5 Visualizing Component Contribution

Column Chart of Component Contribution

plot_data <- asset_returns_wide_tbl %>%
    
    calculate_component_contribution(w = c(.25, .25, .2, .2, .1)) %>%
    
    # Transform to Long Form
    pivot_longer(cols =everything(), names_to = "Asset", values_to = "Contribution")
    
plot_data %>%
    
    ggplot(aes(x = Asset, y = Contribution)) +
    geom_col(fill = "cornflowerblue") +

    scale_y_continuous(labels = scales::percent_format(accuracy = 1)) + 
    theme(plot.title = element_text(hjust = 0.5)) +
    labs(title = "Percent Contribution to Portfolio Volatitily")

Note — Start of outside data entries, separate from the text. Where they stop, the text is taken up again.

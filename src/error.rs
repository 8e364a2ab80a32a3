use std::path::Path;

use thiserror::Error;

/// Errors surfaced by the estimator.
///
/// Rows that fail numeric coercion while loading the dataset are not
/// represented here; they are dropped and counted in `LoadStats`.
#[derive(Error, Debug)]
pub enum EstimatorError {
    /// A dataset or model artifact is missing or unreadable. Fatal at startup.
    #[error("Failed to load {artifact} from '{source_path}': {message}")]
    Startup {
        artifact: &'static str,
        source_path: String,
        message: String,
    },

    /// The model column list cannot be turned into a feature schema.
    #[error("Invalid feature schema: {0}")]
    InvalidSchema(String),

    /// The encoded row does not line up with the columns the model expects.
    #[error("Feature columns don't match the model: {0}")]
    SchemaMismatch(String),

    /// A user-supplied value is outside its accepted range.
    #[error("Invalid input: {0}")]
    InvalidInput(String),
}

impl EstimatorError {
    pub fn startup(artifact: &'static str, path: &Path, message: impl Into<String>) -> Self {
        Self::Startup {
            artifact,
            source_path: path.display().to_string(),
            message: message.into(),
        }
    }

    pub fn invalid_schema(message: impl Into<String>) -> Self {
        Self::InvalidSchema(message.into())
    }

    pub fn schema_mismatch(message: impl Into<String>) -> Self {
        Self::SchemaMismatch(message.into())
    }

    pub fn invalid_input(message: impl Into<String>) -> Self {
        Self::InvalidInput(message.into())
    }

    /// Whether this error should abort the process rather than a single request.
    pub fn is_fatal(&self) -> bool {
        matches!(self, Self::Startup { .. } | Self::InvalidSchema(_))
    }
}

pub type Result<T> = std::result::Result<T, EstimatorError>;

#[cfg(test)]
mod tests {
    use super::*;

    #[test]
    fn test_startup_error_mentions_artifact_and_path() {
        let err = EstimatorError::startup("model", Path::new("rf_model.json"), "not found");
        let message = err.to_string();

        assert!(message.contains("model"));
        assert!(message.contains("rf_model.json"));
        assert!(err.is_fatal());
    }

    #[test]
    fn test_request_errors_are_not_fatal() {
        assert!(!EstimatorError::schema_mismatch("3 vs 4").is_fatal());
        assert!(!EstimatorError::invalid_input("bhk").is_fatal());
    }
}
//! House price estimation from listing attributes, with comparable-location
//! recommendations by price per area.

pub use ndarray::{Array1, Array2, ArrayView1, ArrayView2};

pub mod config;
pub mod dataset;
pub mod ensemble;
pub mod error;
pub mod estimator;
pub mod linear_model;
pub mod maps;
pub mod predictor;
pub mod preprocessing;
pub mod recommend;

pub use config::Config;
pub use dataset::{load_dataset, DatasetCache, Listing, ListingTable, LoadStats};
pub use ensemble::{DecisionTreeRegressor, RandomForestRegressor};
pub use error::{EstimatorError, Result};
pub use estimator::{Estimate, Estimator, InputOptions};
pub use linear_model::LinearRegression;
pub use predictor::{load_model, ModelArtifact, PredictionResult, PricePredictor, Regressor};
pub use preprocessing::{encode, FeatureSchema, FeatureVector, HouseFeatures};
pub use recommend::{recommend, recommend_with, RecommendationSet, RecommenderConfig};

pub type Vector = Array1<f64>;
pub type Matrix = Array2<f64>;
//! Twilio SMS 送信実装
//!
//! Twilio REST API の `POST /2010-04-01/Accounts/{AccountSid}/Messages.json` へ
//! `To` / `From` / `Body` をフォーム送信する。認証は Account SID と Auth Token の Basic 認証。

use async_trait::async_trait;
use pgmanager_domain::notification::{NotificationError, SmsMessage};
use serde::Deserialize;

use super::SmsSender;

const TWILIO_API_BASE_URL: &str = "https://api.twilio.com";

/// Twilio 認証情報
#[derive(Debug, Clone, PartialEq, Eq)]
pub struct TwilioCredentials {
    pub account_sid:  String,
    pub auth_token:   String,
    /// 送信元番号（国番号付き）
    pub phone_number: String,
}

/// 送信成功時のレスポンス（必要な項目のみ）
#[derive(Debug, Deserialize)]
struct MessageResource {
    sid: String,
}

/// エラー時のレスポンス
#[derive(Debug, Deserialize)]
struct ErrorResource {
    code:    Option<u32>,
    message: String,
}

/// Twilio SMS 送信
#[derive(Clone)]
pub struct TwilioSmsSender {
    base_url:    String,
    client:      reqwest::Client,
    credentials: TwilioCredentials,
}

impl TwilioSmsSender {
    pub fn new(credentials: TwilioCredentials) -> Self {
        Self::with_base_url(TWILIO_API_BASE_URL, credentials)
    }

    /// API のベース URL を差し替えて作成する（スタブサーバー向け）
    pub fn with_base_url(base_url: &str, credentials: TwilioCredentials) -> Self {
        Self {
            base_url: base_url.trim_end_matches('/').to_string(),
            client: reqwest::Client::new(),
            credentials,
        }
    }

    fn messages_url(&self) -> String {
        format!(
            "{}/2010-04-01/Accounts/{}/Messages.json",
            self.base_url, self.credentials.account_sid
        )
    }
}

#[async_trait]
impl SmsSender for TwilioSmsSender {
    async fn send_sms(&self, sms: &SmsMessage) -> Result<String, NotificationError> {
        let form = [
            ("To", sms.to.as_str()),
            ("From", self.credentials.phone_number.as_str()),
            ("Body", sms.body.as_str()),
        ];

        let response = self
            .client
            .post(self.messages_url())
            .basic_auth(
                &self.credentials.account_sid,
                Some(&self.credentials.auth_token),
            )
            .form(&form)
            .send()
            .await
            .map_err(|e| NotificationError::SendFailed(format!("Twilio 接続失敗: {e}")))?;

        handle_response(response).await
    }
}

/// Twilio のレスポンスから SID を取り出す
///
/// 2xx 以外はエラーレスポンスの `message` を原因として返す。
async fn handle_response(response: reqwest::Response) -> Result<String, NotificationError> {
    let status = response.status();

    if status.is_success() {
        let message = response
            .json::<MessageResource>()
            .await
            .map_err(|e| NotificationError::SendFailed(format!("Twilio レスポンス解析失敗: {e}")))?;
        return Ok(message.sid);
    }

    let body = response.text().await.unwrap_or_default();
    let reason = match serde_json::from_str::<ErrorResource>(&body) {
        Ok(ErrorResource {
            code: Some(code),
            message,
        }) => format!("{message} (code {code})"),
        Ok(ErrorResource { message, .. }) => message,
        Err(_) => body,
    };

    Err(NotificationError::SendFailed(format!(
        "Twilio 送信失敗 {status}: {reason}"
    )))
}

Column Chart of Component Contribution and Weight

plot_data <- asset_returns_wide_tbl %>%
    
    calculate_component_contribution(w = c(.25, .25, .2, .2, .1)) %>%
    
    # Transform to Long Form
    pivot_longer(cols =everything(), names_to = "Asset", values_to = "Contribution") %>%
    
            # Add Weight
    add_column(weight = c(.25, .25, .2, .2, .1)) %>%
    
    # Transform to Long
    pivot_longer(cols =c(Contribution, weight), names_to = "type", values_to = "value")
            
plot_data %>%
    
    ggplot(aes(x = Asset, y = value, fill = type)) +
    geom_col(position = "dodge") +

scale_y_continuous(labels = scales::percent_format(accuracy = 1)) +
    scale_fill_tq() +
    theme(plot.title = element_text(hjust = 0.5)) +
    
    labs(title = "Percent Contribution to Portfolio Volatitily and Weight", 
         y = "Percent",
         x = NULL)